The key question in this context is: What kind of “philosophy,” or better: paradigm do these centers cultivate? Do they handle the subject “digital library (DL)” as a phenomenon, which is to be found in the world of libraries, that means: outside of the LIS institutions, or do they regard the DL as a challenge for own research and development? Depending on the perspective, one can concentrate on analyzing the phenomenon and offering relevant tools (in the sense of knowledge acquisition), on the other hand, one can educate and train specialists to take part in research projects (in the sense of a institution of applied science). To become engrossed in DL, we should not turn a blind eye to other library concepts and trends.


Trying to be a fortune-teller in a complex or chaotic world is a very unpleasant venture. In the wake of the last two decades there are at least four scenarios for the nature of a library. Scenario one describes the library as a physical meeting place with library near services and various non-library services for leisure activities (e.g., Kindergarten, fitness center, Internet workspaces). The Idea Store concept in the United Kingdom is a successful example for this strategy. Another scenario can be found nearly everywhere in public and scientific libraries all over the world (in Idea Stores too): The hybrid library, a synthesis of a physical library with its holding and digital based services like a (Web-)OPAC or access to the Internet in general and to the deep Web (e.g., with costs content in particular). A third scenario focuses on the DL per se.

Key Terms in this Chapter

Semantic Web: A project of the WWW consortium lead by Tim Berners Lee. The traditional WWW is characterized by documents coded in HTML (Hypertext Markup Language) (i.e., carrying pure metadata for Web search engines). The Semantic Web is designed for exchange of documents carrying machine-readable semantic information generated through XML (eXentsible Markup Language) or RDF (Resource Description Framework). This does not mean that the computer comprehends the content, it just means that the computer is able to process well-defined problems by pattern matching.

Virtual Library: The entire content of a (digital) library made accessible via the Internet. The content may come from different providers (e.g., the “German Virtual Libraries”).

Cyberspace: A neologism composed of Cybernetics and Space. Often used as a synonym for the Internet. A term coined in science fiction literature (especially by William Gibson).

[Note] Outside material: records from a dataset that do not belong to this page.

//! Non-streaming API calls
//!
//! Single request/response generation plus the auxiliary endpoints:
//! embeddings, model listing and the health check.

use std::time::{Duration, Instant};

use serde::Deserialize;
use serde_json::json;
use tokio_util::sync::CancellationToken;
use tracing::{debug, info, warn};

use super::core::HttpContentGenerator;
use crate::ai::generator::{ConnectionStatus, ModelInfo};
use crate::ai::types::{
    joined_text, ContentEmbedding, EmbedContentRequest, EmbedContentResponse,
    GenerateContentRequest, GenerateContentResponse,
};
use crate::constants;
use crate::error::{AdapterError, Result};

#[derive(Debug, Deserialize)]
struct EmbeddingsResponse {
    #[serde(default)]
    data: Vec<EmbeddingData>,
}

#[derive(Debug, Deserialize)]
struct EmbeddingData {
    embedding: Vec<f32>,
}

#[derive(Debug, Deserialize)]
struct ModelListing {
    #[serde(default)]
    data: Vec<ModelInfo>,
}

impl HttpContentGenerator {
    /// Call the API and wait for the complete response
    pub(crate) async fn call_simple(
        &self,
        request: &GenerateContentRequest,
        cancel: &CancellationToken,
    ) -> Result<GenerateContentResponse> {
        let started = Instant::now();
        let model = self.resolve_model(request);
        let body = self
            .format()
            .build_request_body(request, &self.request_options(model, false))?;
        let url = self.chat_url(model);

        info!(
            provider = self.provider_id().key(),
            model,
            turns = request.contents.len(),
            tools = request.tools.len(),
            "Sending generate request"
        );

        let response = self.send(self.post_json(&url, &body), cancel).await?;
        let status = response.status();
        let bytes = self.read_body(response, cancel).await?;
        debug!(status = status.as_u16(), bytes = bytes.len(), "Response body received");

        let parsed = self.format().parse_response(&bytes)?;
        info!(
            elapsed = ?started.elapsed(),
            finish_reason = parsed.finish_reason().unwrap_or("none"),
            function_calls = parsed.function_calls().len(),
            total_tokens = parsed.usage_metadata.total_tokens,
            "Generate request complete"
        );
        Ok(parsed)
    }

    /// POST the joined text of every turn to the embeddings endpoint
    pub(crate) async fn call_embeddings(
        &self,
        request: &EmbedContentRequest,
    ) -> Result<EmbedContentResponse> {
        let profile = self.profile();
        let model = request
            .model
            .as_deref()
            .filter(|m| !m.is_empty())
            .or(profile.default_embedding_model)
            .unwrap_or(constants::ai::DEFAULT_EMBEDDING_MODEL);
        let url = self.embeddings_url(model).ok_or_else(|| {
            AdapterError::UnsupportedOperation(format!(
                "{} does not provide an embeddings endpoint",
                self.provider_id()
            ))
        })?;

        let body = json!({
            "input": joined_text(&request.contents),
            "model": model,
        });
        info!(provider = self.provider_id().key(), model, "Sending embeddings request");

        let cancel = CancellationToken::new();
        let response = self.send(self.post_json(&url, &body), &cancel).await?;
        let bytes = self.read_body(response, &cancel).await?;
        let parsed: EmbeddingsResponse = serde_json::from_slice(&bytes)?;

        if parsed.data.is_empty() {
            return Err(AdapterError::Conversion("No embeddings in response".to_string()));
        }
        Ok(EmbedContentResponse {
            embeddings: parsed
                .data
                .into_iter()
                .map(|d| ContentEmbedding { values: d.embedding })
                .collect(),
        })
    }

    /// GET the models endpoint
    pub(crate) async fn fetch_models(&self, timeout: Duration) -> Result<Vec<ModelInfo>> {
        let url = self.models_url().ok_or_else(|| {
            AdapterError::UnsupportedOperation(format!(
                "{} does not provide a models endpoint",
                self.provider_id()
            ))
        })?;

        let cancel = CancellationToken::new();
        let response = self.send(self.get(&url, timeout), &cancel).await?;
        let bytes = self.read_body(response, &cancel).await?;
        let listing: ModelListing = serde_json::from_slice(&bytes)?;
        debug!(count = listing.data.len(), "Models listed");
        Ok(listing.data)
    }

    /// Health check: the server answers and has at least one model loaded
    pub(crate) async fn check_connection(&self) -> Result<ConnectionStatus> {
        let models = self
            .fetch_models(constants::http::HEALTH_CHECK_TIMEOUT)
            .await
            .map_err(|err| match err {
                AdapterError::Timeout(_) => AdapterError::Timeout(format!(
                    "{} connection timeout - ensure it is running on port {}",
                    self.provider_id(),
                    self.port_hint()
                )),
                other => other,
            })?;

        if models.is_empty() {
            warn!(provider = self.provider_id().key(), "Server reachable but no models loaded");
            return Err(AdapterError::Config(format!(
                "{} is running but no models are loaded",
                self.provider_id()
            )));
        }

        let status = ConnectionStatus {
            models_available: models.len(),
            loaded_models: models.into_iter().map(|m| m.id).collect(),
        };
        info!(
            provider = self.provider_id().key(),
            models = status.models_available,
            "Connection validated"
        );
        Ok(status)
    }
}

Since the 1980’s a subject of computer scientists dealing with Virtual Realities (VR)—an ICT based system for seamless man-machine interaction represented (e.g., by a flight simulator or computer generated building where investors may walk around).

Deep Web: Also called the hidden or invisible Web. Search engines like Google scan the surface only (keywords: visible or surface Web) (i.e., harvesting indexed pages). The Deep Web, in general, consists of special (online) databases, where the surfer needs a password or registration, or dynamic pages, where the result is generated after a query (e.g., stock market prices or flight schedules).

Social Software: User-friendly, easy to use software tools for user generated Web content (also called collaborative software) (e.g., Internet Relay Chat [IRC], Instant Messaging [Skype], Web logs [Technorati], Wikis [Wikipedia], Social networking [OpenBC, now XING or MySpace]).

Cybrarian: A virtual librarian in Cyberspace. An Avatar represents a human being in a virtual environment. In this context, a Cybrarian substitutes a physical librarian in a Cyberlib (a library in Cyberspace).

Web 2.0: The traditional WWW is mostly characterized by prefabricated content, the WEB 2.0, the join in Internet is characterized by user generated Web content (see Social software).

Web Service: A standardized network for machine-to-machine data exchange. The communication procedure between a service requester and a service provider is based on three standards: Universal Description, Discovery and Integration (UDDI), Web Services Description Language (WSDL), and Simple Object Access Protocol (SOAP).